To profit from sustainability, understanding the concept isn't enough. Mason contractors must bring some expertise to the table. Contractors who can combine experience with green building awareness are the most valuable partners.
Marty Bhatia founded his sustainable development company, OM Homes in Chicago, to improve the environment by building projects smarter. Initially, he had difficulty finding partners who shared his philosophy. “We took on new roles in the construction process out of self-defense,” he says.
OM Homes is now a developer, builder, real estate brokerage, and building supply company. Bhatia offers advice on tackling this market.
Know how your work affects the overall project
Because green building is still such an undefined field, contractors must know about everything surrounding their area of responsibility. “You will become infinitely more valuable if you read the building plans and understand how your work will impact other trades-and how they will affect you,” says Bhatia.
Contractors should ask to sit with designers and recommend products to help the building perform at its best. A contractor should be aware of what can help or hurt a building's overall energy performance; for example, identifying problem areas in the building envelope.
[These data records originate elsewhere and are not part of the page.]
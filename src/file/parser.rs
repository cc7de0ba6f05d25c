//! Low-level byte stream parser for module structures.
//!
//! This module provides the [`crate::file::parser::Parser`] type, a cursor-based binary data
//! parser for reading module headers, stub tables, debug records, and the expanded code
//! segment. It offers bounds-checked access to binary data; all multi-byte reads normalize
//! the stored little-endian byte order to the host representation.
//!
//! # Usage Example
//!
//! ```rust
//! use amxscope::Parser;
//!
//! let data = [0x01, 0x02, 0x03, 0x04];
//! let mut parser = Parser::new(&data);
//!
//! let value = parser.read_le::<u16>()?;
//! assert_eq!(value, 0x0201);
//! # Ok::<(), amxscope::Error>(())
//! ```

use crate::{
    file::io::{read_le_at, AmxIO},
    Result,
};

/// A generic binary data parser for reading module structures.
///
/// `Parser` provides a cursor-based interface for reading little-endian binary data. It
/// maintains an internal position cursor and provides bounds checking to prevent buffer
/// overruns when reading malformed or truncated data.
///
/// # Examples
///
/// ```rust,no_run
/// use amxscope::Parser;
///
/// let data = [0x01, 0x02, 0x03, 0x04, 0x05, 0x06, 0x07, 0x08];
/// let mut parser = Parser::new(&data);
///
/// let first = parser.read_le::<u32>()?;
/// assert_eq!(first, 0x04030201);
///
/// let rest = parser.read_bytes(4)?;
/// assert_eq!(rest, &[0x05, 0x06, 0x07, 0x08]);
/// # Ok::<(), amxscope::Error>(())
/// ```
pub struct Parser<'a> {
    /// The binary data being parsed
    data: &'a [u8],
    /// Current position within the data buffer
    position: usize,
}

impl<'a> Parser<'a> {
    /// Create a new [`crate::file::parser::Parser`] from a byte slice.
    ///
    /// # Arguments
    /// * `data` - The byte slice to read from
    #[must_use]
    pub fn new(data: &'a [u8]) -> Self {
        Parser { data, position: 0 }
    }

    /// Returns `true` if there is more data available to parse.
    #[must_use]
    pub fn has_more_data(&self) -> bool {
        self.position < self.data.len()
    }

    /// Get the current position of the parser within the data buffer.
    #[must_use]
    pub fn pos(&self) -> usize {
        self.position
    }

    /// Returns the number of bytes remaining from the current position.
    #[must_use]
    pub fn remaining(&self) -> usize {
        self.data.len().saturating_sub(self.position)
    }

    /// Read a type `T` from the current position in little-endian format and advance the position.
    ///
    /// # Errors
    /// Returns [`crate::Error::OutOfBounds`] if reading would exceed the data length.
    pub fn read_le<T: AmxIO>(&mut self) -> Result<T> {
        read_le_at::<T>(self.data, &mut self.position)
    }

    /// Reads a slice of bytes of the specified length from the current position.
    ///
    /// # Arguments
    /// * `length` - The number of bytes to read
    ///
    /// # Errors
    /// Returns [`crate::Error::OutOfBounds`] if reading `length` bytes would exceed the data.
    pub fn read_bytes(&mut self, length: usize) -> Result<&'a [u8]> {
        let end = self
            .position
            .checked_add(length)
            .ok_or(out_of_bounds_error!())?;

        if end > self.data.len() {
            return Err(out_of_bounds_error!());
        }

        let bytes = &self.data[self.position..end];
        self.position = end;
        Ok(bytes)
    }

    /// Read a UTF-8 encoded null-terminated string.
    ///
    /// Reads bytes from the current position until a null terminator (0x00) is found, then
    /// decodes the bytes as UTF-8. The position is advanced past the null terminator. A
    /// string running to the end of the data without a terminator is accepted.
    ///
    /// # Errors
    /// Returns [`crate::Error::Malformed`] for invalid UTF-8 encoding.
    pub fn read_string_utf8(&mut self) -> Result<String> {
        let start = self.position;
        let mut end = start;

        while end < self.data.len() && self.data[end] != 0 {
            end += 1;
        }

        let string_data = &self.data[start..end];

        if end < self.data.len() {
            self.position = end + 1;
        } else {
            self.position = end;
        }

        String::from_utf8(string_data.to_vec()).map_err(|e| {
            malformed_error!(
                "Invalid UTF-8 string at offset {}-{}: {}",
                start,
                end,
                e.utf8_error()
            )
        })
    }
}

#[cfg(test)]
mod tests {
    use super::*;
    use crate::Error;

    #[test]
    fn test_read_le_sequence() {
        let data = [0x01, 0x02, 0x03, 0x04, 0x05, 0x06, 0x07, 0x08];
        let mut parser = Parser::new(&data);

        let first: u32 = parser.read_le().unwrap();
        assert_eq!(first, 0x04030201);
        assert_eq!(parser.pos(), 4);
        assert_eq!(parser.remaining(), 4);

        let last: u32 = parser.read_le().unwrap();
        assert_eq!(last, 0x08070605);
        assert!(!parser.has_more_data());
    }

    #[test]
    fn test_parse_string() {
        let test_cases = vec![
            (vec![0x61, 0x62, 0x63, 0x00], "abc"), // Simple string
            (vec![0x00], ""),                      // Empty string
            (vec![0x61, 0x62], "ab"),              // No terminator before end of data
        ];

        for (input, expected) in test_cases {
            let mut parser = Parser::new(&input);
            let result = parser.read_string_utf8().unwrap();
            assert_eq!(result, expected);
        }
    }

    #[test]
    fn test_read_bytes() {
        let data = [0x01, 0x02, 0x03, 0x04, 0x05];
        let mut parser = Parser::new(&data);

        let chunk = parser.read_bytes(3).unwrap();
        assert_eq!(chunk, &[0x01, 0x02, 0x03]);
        assert_eq!(parser.pos(), 3);

        assert!(matches!(
            parser.read_bytes(3),
            Err(Error::OutOfBounds { .. })
        ));
    }

    #[test]
    fn test_error_handling() {
        let mut parser = Parser::new(&[0x08]);
        assert!(matches!(parser.read_le::<u8>(), Ok(8)));
        assert!(matches!(
            parser.read_le::<u8>(),
            Err(Error::OutOfBounds { .. })
        ));
    }

}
Mason contractors should know about the thermal mass of brick, block, and stone. How will a product affect energy efficiency? Will it keep the building cool and reduce the urban heat island effect?
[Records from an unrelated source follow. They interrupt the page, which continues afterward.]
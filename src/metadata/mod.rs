//! Module container metadata: header, compact expansion, stub tables, and debug records.

pub mod debug;
pub mod expand;
pub mod header;
pub mod module;
pub mod stubs;
//! Caller identity carried through a request.
//!
//! The network layer sets the context for the duration of a request, so handlers can
//! admit further operations through [`RateLimitManager::admit`](crate::RateLimitManager::admit)
//! without passing the caller around.

use std::{future::Future, net::IpAddr};

use crate::key::RateLimitKey;

tokio::task_local! {
    static CLIENT_CONTEXT: ClientContext;
}

/// Who is performing an operation.
#[derive(Debug, Clone, Default, PartialEq, Eq)]
pub struct ClientContext {
    identity: Option<String>,
    ip: Option<IpAddr>,
}

impl ClientContext {
    /// Context of a caller with the given identity and address.
    pub fn new(identity: Option<String>, ip: Option<IpAddr>) -> Self {
        Self {
            identity: identity.filter(|identity| !identity.is_empty()),
            ip,
        }
    }

    /// Anonymous caller at an unknown address.
    pub fn anonymous() -> Self {
        Self::default()
    }

    /// Authenticated identity, if any.
    pub fn identity(&self) -> Option<&str> {
        self.identity.as_deref()
    }

    /// The rate limit key scoping this caller's quotas.
    pub fn key(&self) -> RateLimitKey {
        let ip = self.ip.map(|ip| ip.to_string());
        RateLimitKey::build(self.identity(), ip.as_deref())
    }

    /// Run `future` with this context as the current one.
    pub async fn scope<F>(self, future: F) -> F::Output
    where
        F: Future,
    {
        CLIENT_CONTEXT.scope(self, future).await
    }

    /// The context of the running request, or the anonymous context outside of one.
    pub fn current() -> Self {
        CLIENT_CONTEXT.try_with(Clone::clone).unwrap_or_else(|_| {
            log::debug!("No client context in scope, admitting as anonymous");
            Self::anonymous()
        })
    }
}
Stormwater management is increasingly important. Mason contractors should know how different types of brick and pavers can be installed as permeable pavement.
Know your materials
Even on projects involving standard masonry installation procedures, a green-savvy contractor makes a difference. “Pay close attention to the makeup of materials you choose,” suggests Bhatia. The goal is to eliminate as many toxins as possible without degrading their quality or the building's operation.
Beware of manufacturers' claims that a product will make you a green contractor. His advice: “Require documented proof of performance before you commit to using it, and let your GC or owner know about your efforts.”
Contractors should know the materials' origins (local is always best), their amount of recycled content, and how jobsite waste can be reused or recycled. “We will often award work to a contractor with a higher bid who is willing to palletize old brick or reuse them on site,” says Bhatia.